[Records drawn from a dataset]
____________________
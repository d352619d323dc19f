//! Client-side transport coordinator.
//!
//! One connection runs five tasks over a shared [`Session`]: capture,
//! playback, sender, receiver, and the liveness monitor. Any fatal fault
//! in one task cancels the whole set (fan-in cancellation); the owning
//! loop then waits a fixed backoff and dials again with a brand-new
//! session, so nothing partially consumed survives a reconnect.

use std::sync::Arc;
use std::time::{Duration, Instant};

use futures_util::stream::{SplitSink, SplitStream};
use futures_util::{SinkExt, StreamExt};
use tokio::net::TcpStream;
use tokio::sync::{mpsc, watch};
use tokio_tungstenite::tungstenite::protocol::Message;
use tokio_tungstenite::{connect_async, MaybeTlsStream, WebSocketStream};
use tokio_util::sync::CancellationToken;
use url::Url;

use crate::adpcm::{self, AdpcmState};
use crate::audio::{AudioFrame, AudioSink, AudioSource};
use crate::config::ClientConfig;
use crate::control::{ControlMessage, Emotion};
use crate::error::{LinkError, Result};
use crate::jitter::POP_WAIT;
use crate::session::Session;
use crate::state::{ConnectionEvent, ConnectionState};

type WsStream = WebSocketStream<MaybeTlsStream<TcpStream>>;
type WsWriter = SplitSink<WsStream, Message>;
type WsReader = SplitStream<WsStream>;

/// Cadence for the liveness monitor's idle check.
const LIVENESS_PERIOD: Duration = Duration::from_secs(1);
/// Sender back-off while capture is suspended.
const SENDER_IDLE_WAIT: Duration = Duration::from_millis(20);

pub struct Client {
    config: ClientConfig,
    sink: Arc<dyn AudioSink>,
    state_tx: watch::Sender<ConnectionState>,
    emotion_tx: watch::Sender<Emotion>,
}

impl Client {
    pub fn new(config: ClientConfig, sink: Arc<dyn AudioSink>) -> Self {
        let (state_tx, _) = watch::channel(ConnectionState::Offline);
        let (emotion_tx, _) = watch::channel(Emotion::Neutral);
        Self {
            config,
            sink,
            state_tx,
            emotion_tx,
        }
    }

    /// Presentation feed: last observed connection state.
    pub fn watch_state(&self) -> watch::Receiver<ConnectionState> {
        self.state_tx.subscribe()
    }

    /// Presentation feed: last emotion hint from the server.
    pub fn watch_emotion(&self) -> watch::Receiver<Emotion> {
        self.emotion_tx.subscribe()
    }

    /// Connect and stream until the task is cancelled from outside.
    /// Retries forever on failure with a fixed backoff.
    pub async fn run(&self, mut source: Box<dyn AudioSource>) -> Result<()> {
        // Fail fast on a malformed endpoint instead of on every retry.
        let url = Url::parse(&self.config.server_url)?;

        loop {
            let session = Arc::new(Session::with_channels(
                self.config.queue_capacity,
                self.state_tx.clone(),
                self.emotion_tx.clone(),
            ));
            session.apply(ConnectionEvent::Dialing);

            log::info!("connecting to {}", url);
            match connect_async(url.as_str()).await {
                Ok((ws, _)) => {
                    session.apply(ConnectionEvent::ConnectEstablished);
                    session.touch_inbound();
                    source = self.run_connection(ws, session, source).await?;
                }
                Err(e) => {
                    log::warn!("connect failed: {e}");
                    session.apply(ConnectionEvent::TransportFailed);
                }
            }

            log::info!(
                "reconnecting in {}s",
                self.config.reconnect_delay.as_secs()
            );
            tokio::time::sleep(self.config.reconnect_delay).await;
        }
    }

    /// Run one established connection to completion. Returns the audio
    /// source so the next attempt can reuse the device.
    async fn run_connection(
        &self,
        ws: WsStream,
        session: Arc<Session>,
        source: Box<dyn AudioSource>,
    ) -> Result<Box<dyn AudioSource>> {
        let (writer, reader) = ws.split();
        let cancel = CancellationToken::new();
        let (ping_tx, ping_rx) = mpsc::channel::<()>(1);

        let capture = tokio::spawn(capture_task(source, session.clone(), cancel.clone()));
        let playback = tokio::spawn(playback_task(
            self.sink.clone(),
            session.clone(),
            cancel.clone(),
        ));
        let sender = tokio::spawn(sender_task(writer, session.clone(), ping_rx, cancel.clone()));
        let receiver = tokio::spawn(receiver_task(reader, session.clone(), cancel.clone()));
        let liveness = tokio::spawn(liveness_task(
            session.clone(),
            ping_tx,
            self.config.idle_timeout,
            self.config.probe_timeout,
            cancel.clone(),
        ));

        let (_, _, _, source_back) = tokio::join!(sender, receiver, liveness, capture);
        let source = source_back
            .map_err(|e| LinkError::Audio(format!("capture task failed: {e}")))?;
        playback
            .await
            .map_err(|e| LinkError::Audio(format!("playback task failed: {e}")))?;

        if session.state() != ConnectionState::Disconnected {
            session.apply(ConnectionEvent::TransportFailed);
        }
        Ok(source)
    }
}

/// Read device frames; encode and enqueue them while the state machine
/// allows capture, drop them otherwise. The encoder state is exclusive to
/// this task and lives exactly as long as the connection.
async fn capture_task(
    mut source: Box<dyn AudioSource>,
    session: Arc<Session>,
    cancel: CancellationToken,
) -> Box<dyn AudioSource> {
    let mut encoder = AdpcmState::default();
    loop {
        let frame = tokio::select! {
            _ = cancel.cancelled() => break,
            frame = source.next_frame() => frame,
        };
        match frame {
            Ok(frame) => {
                if !session.state().accepts_capture() {
                    continue;
                }
                let block = adpcm::encode_block(frame.samples(), &mut encoder);
                if !session.outbound.push(block) {
                    log::warn!(
                        "outbound queue full, dropped a block ({} total)",
                        session.outbound.dropped()
                    );
                }
            }
            Err(e) => {
                // Device read failures are transient: log and keep going.
                log::warn!("audio capture error: {e}");
                tokio::time::sleep(Duration::from_millis(100)).await;
            }
        }
    }
    source
}

/// Drain decoded frames to the playback device. Sink errors are transient.
async fn playback_task(sink: Arc<dyn AudioSink>, session: Arc<Session>, cancel: CancellationToken) {
    loop {
        let frame = tokio::select! {
            _ = cancel.cancelled() => break,
            frame = session.inbound.pop(POP_WAIT) => frame,
        };
        if let Some(frame) = frame {
            if let Err(e) = sink.play(&frame).await {
                log::warn!("audio playback error: {e}");
            }
        }
    }
}

/// Own the write half: transmit queued blocks while capturing, service
/// liveness ping requests, and stay off the wire otherwise.
async fn sender_task(
    mut writer: WsWriter,
    session: Arc<Session>,
    mut ping_rx: mpsc::Receiver<()>,
    cancel: CancellationToken,
) {
    loop {
        let capturing = session.state().accepts_capture();
        let outcome: Option<Message> = tokio::select! {
            _ = cancel.cancelled() => break,
            Some(()) = ping_rx.recv() => Some(Message::Ping(Vec::new())),
            block = session.outbound.pop(POP_WAIT), if capturing => {
                block.map(Message::Binary)
            }
            _ = tokio::time::sleep(SENDER_IDLE_WAIT), if !capturing => None,
        };
        if let Some(message) = outcome {
            if let Err(e) = writer.send(message).await {
                log::warn!("send failed: {e}");
                session.apply(ConnectionEvent::TransportFailed);
                cancel.cancel();
                break;
            }
        }
    }
    let _ = writer.close().await;
}

/// Own the read half: control text goes to the state machine, audio is
/// decoded into the playback queue, and every inbound message feeds the
/// liveness clock.
async fn receiver_task(mut reader: WsReader, session: Arc<Session>, cancel: CancellationToken) {
    let mut decoder = AdpcmState::default();
    loop {
        let next = tokio::select! {
            _ = cancel.cancelled() => break,
            next = reader.next() => next,
        };
        let message = match next {
            Some(Ok(message)) => message,
            Some(Err(e)) => {
                log::warn!("receive failed: {e}");
                session.apply(ConnectionEvent::TransportFailed);
                cancel.cancel();
                break;
            }
            None => {
                log::info!("server closed the connection");
                session.apply(ConnectionEvent::TransportFailed);
                cancel.cancel();
                break;
            }
        };

        session.touch_inbound();
        match message {
            Message::Text(text) => match ControlMessage::parse(&text) {
                Some(control) => {
                    session.handle_control(control);
                }
                None => log::debug!("ignoring unrecognized control text {text:?}"),
            },
            Message::Binary(block) => {
                if let Some(taken) = session.apply(ConnectionEvent::BinaryReceived) {
                    if taken.reset_playback_codec {
                        decoder.reset();
                    }
                }
                let frame = AudioFrame::new(adpcm::decode_block(&block, &mut decoder));
                if !session.inbound.push(frame) {
                    log::warn!(
                        "playback queue full, dropped a block ({} total)",
                        session.inbound.dropped()
                    );
                }
            }
            Message::Close(_) => {
                log::info!("server sent close");
                session.apply(ConnectionEvent::TransportFailed);
                cancel.cancel();
                break;
            }
            // Pings are answered by the websocket layer; pongs only matter
            // for the liveness clock, already touched above.
            Message::Ping(_) | Message::Pong(_) | Message::Frame(_) => {}
        }
    }
}

/// Probe the link when inbound traffic dries up while capturing. Probe
/// success demotes Streaming to Idle; failure tears the connection down.
async fn liveness_task(
    session: Arc<Session>,
    ping_tx: mpsc::Sender<()>,
    idle_timeout: Duration,
    probe_timeout: Duration,
    cancel: CancellationToken,
) {
    loop {
        tokio::select! {
            _ = cancel.cancelled() => break,
            _ = tokio::time::sleep(LIVENESS_PERIOD) => {}
        }
        if !session.state().accepts_capture() {
            continue;
        }
        if session.inbound_idle() < idle_timeout {
            continue;
        }

        log::debug!(
            "no inbound traffic for {:.0?}, sending liveness probe",
            session.inbound_idle()
        );
        let probe_start = Instant::now();
        if ping_tx.send(()).await.is_err() {
            break; // sender gone; its own failure path tears down
        }

        let mut answered = false;
        while probe_start.elapsed() < probe_timeout {
            if session.last_inbound() > probe_start {
                answered = true;
                break;
            }
            tokio::select! {
                _ = cancel.cancelled() => return,
                _ = tokio::time::sleep(Duration::from_millis(50)) => {}
            }
        }

        if answered {
            session.apply(ConnectionEvent::ProbeSucceeded);
        } else {
            log::warn!("liveness probe unanswered after {:.0?}", probe_timeout);
            session.apply(ConnectionEvent::ProbeFailed);
            cancel.cancel();
            break;
        }
    }
}
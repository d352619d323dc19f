use std::sync::Arc;

use crate::error::Result;

/// Protocol sample rate. Both endpoints run at 16 kHz mono.
pub const SAMPLE_RATE: u32 = 16_000;

/// Samples per frame on the wire (512 samples = 1024 PCM bytes = 256
/// encoded bytes).
pub const FRAME_SAMPLES: usize = 512;

/// A fixed-length block of 16-bit mono PCM. Immutable once produced;
/// clones share the underlying samples.
#[derive(Debug, Clone, PartialEq, Eq)]
pub struct AudioFrame {
    samples: Arc<[i16]>,
}

impl AudioFrame {
    pub fn new(samples: Vec<i16>) -> Self {
        Self {
            samples: samples.into(),
        }
    }

    pub fn silence(len: usize) -> Self {
        Self::new(vec![0; len])
    }

    /// Parse little-endian PCM bytes. A trailing odd byte is discarded.
    pub fn from_pcm_bytes(bytes: &[u8]) -> Self {
        let samples = bytes
            .chunks_exact(2)
            .map(|pair| i16::from_le_bytes([pair[0], pair[1]]))
            .collect::<Vec<_>>();
        Self::new(samples)
    }

    pub fn samples(&self) -> &[i16] {
        &self.samples
    }

    pub fn len(&self) -> usize {
        self.samples.len()
    }

    pub fn is_empty(&self) -> bool {
        self.samples.is_empty()
    }

    pub fn to_pcm_bytes(&self) -> Vec<u8> {
        let mut bytes = Vec::with_capacity(self.samples.len() * 2);
        for sample in self.samples.iter() {
            bytes.extend_from_slice(&sample.to_le_bytes());
        }
        bytes
    }

    pub fn duration_ms(&self) -> f32 {
        self.samples.len() as f32 * 1000.0 / SAMPLE_RATE as f32
    }
}

impl From<Vec<i16>> for AudioFrame {
    fn from(samples: Vec<i16>) -> Self {
        Self::new(samples)
    }
}

/// Capture collaborator: produces raw PCM frames at the protocol rate.
#[async_trait::async_trait]
pub trait AudioSource: Send {
    /// Wait for the next captured frame. Errors are treated as transient
    /// by the capture loop; implementations that cannot recover should
    /// keep returning the error.
    async fn next_frame(&mut self) -> Result<AudioFrame>;
}

/// Playback collaborator: consumes raw PCM frames at the protocol rate.
#[async_trait::async_trait]
pub trait AudioSink: Send + Sync {
    async fn play(&self, frame: &AudioFrame) -> Result<()>;
}

#[cfg(test)]
mod tests {
    use super::*;

    #[test]
    fn pcm_bytes_round_trip() {
        let frame = AudioFrame::new(vec![0, 1, -1, i16::MAX, i16::MIN]);
        let bytes = frame.to_pcm_bytes();
        assert_eq!(bytes.len(), 10);
        assert_eq!(AudioFrame::from_pcm_bytes(&bytes), frame);
    }

    #[test]
    fn trailing_odd_byte_is_discarded() {
        let frame = AudioFrame::from_pcm_bytes(&[0x34, 0x12, 0xff]);
        assert_eq!(frame.samples(), &[0x1234]);
    }

    #[test]
    fn frame_duration() {
        let frame = AudioFrame::silence(FRAME_SAMPLES);
        assert_eq!(frame.duration_ms(), 32.0);
    }
}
____________________
§ **INSTRUCTIONS FOR THE TASK**
Output only the lines from the top of the entries through the one holding "pub fn new(config: ClientConfig, sink: Arc<dyn", copied exactly.

§ **ANSWER FOR THIS EXERCISE**
repository d352619d323dc19f
//! Client-side transport coordinator.
//!
//! One connection runs five tasks over a shared [`Session`]: capture,
//! playback, sender, receiver, and the liveness monitor. Any fatal fault
//! in one task cancels the whole set (fan-in cancellation); the owning
//! loop then waits a fixed backoff and dials again with a brand-new
//! session, so nothing partially consumed survives a reconnect.

use std::sync::Arc;
use std::time::{Duration, Instant};

use futures_util::stream::{SplitSink, SplitStream};
use futures_util::{SinkExt, StreamExt};
use tokio::net::TcpStream;
use tokio::sync::{mpsc, watch};
use tokio_tungstenite::tungstenite::protocol::Message;
use tokio_tungstenite::{connect_async, MaybeTlsStream, WebSocketStream};
use tokio_util::sync::CancellationToken;
use url::Url;

use crate::adpcm::{self, AdpcmState};
use crate::audio::{AudioFrame, AudioSink, AudioSource};
use crate::config::ClientConfig;
use crate::control::{ControlMessage, Emotion};
use crate::error::{LinkError, Result};
use crate::jitter::POP_WAIT;
use crate::session::Session;
use crate::state::{ConnectionEvent, ConnectionState};

type WsStream = WebSocketStream<MaybeTlsStream<TcpStream>>;
type WsWriter = SplitSink<WsStream, Message>;
type WsReader = SplitStream<WsStream>;

/// Cadence for the liveness monitor's idle check.
const LIVENESS_PERIOD: Duration = Duration::from_secs(1);
/// Sender back-off while capture is suspended.
const SENDER_IDLE_WAIT: Duration = Duration::from_millis(20);

pub struct Client {
    config: ClientConfig,
    sink: Arc<dyn AudioSink>,
    state_tx: watch::Sender<ConnectionState>,
    emotion_tx: watch::Sender<Emotion>,
}

impl Client {
    pub fn new(config: ClientConfig, sink: Arc<dyn AudioSink>) -> Self {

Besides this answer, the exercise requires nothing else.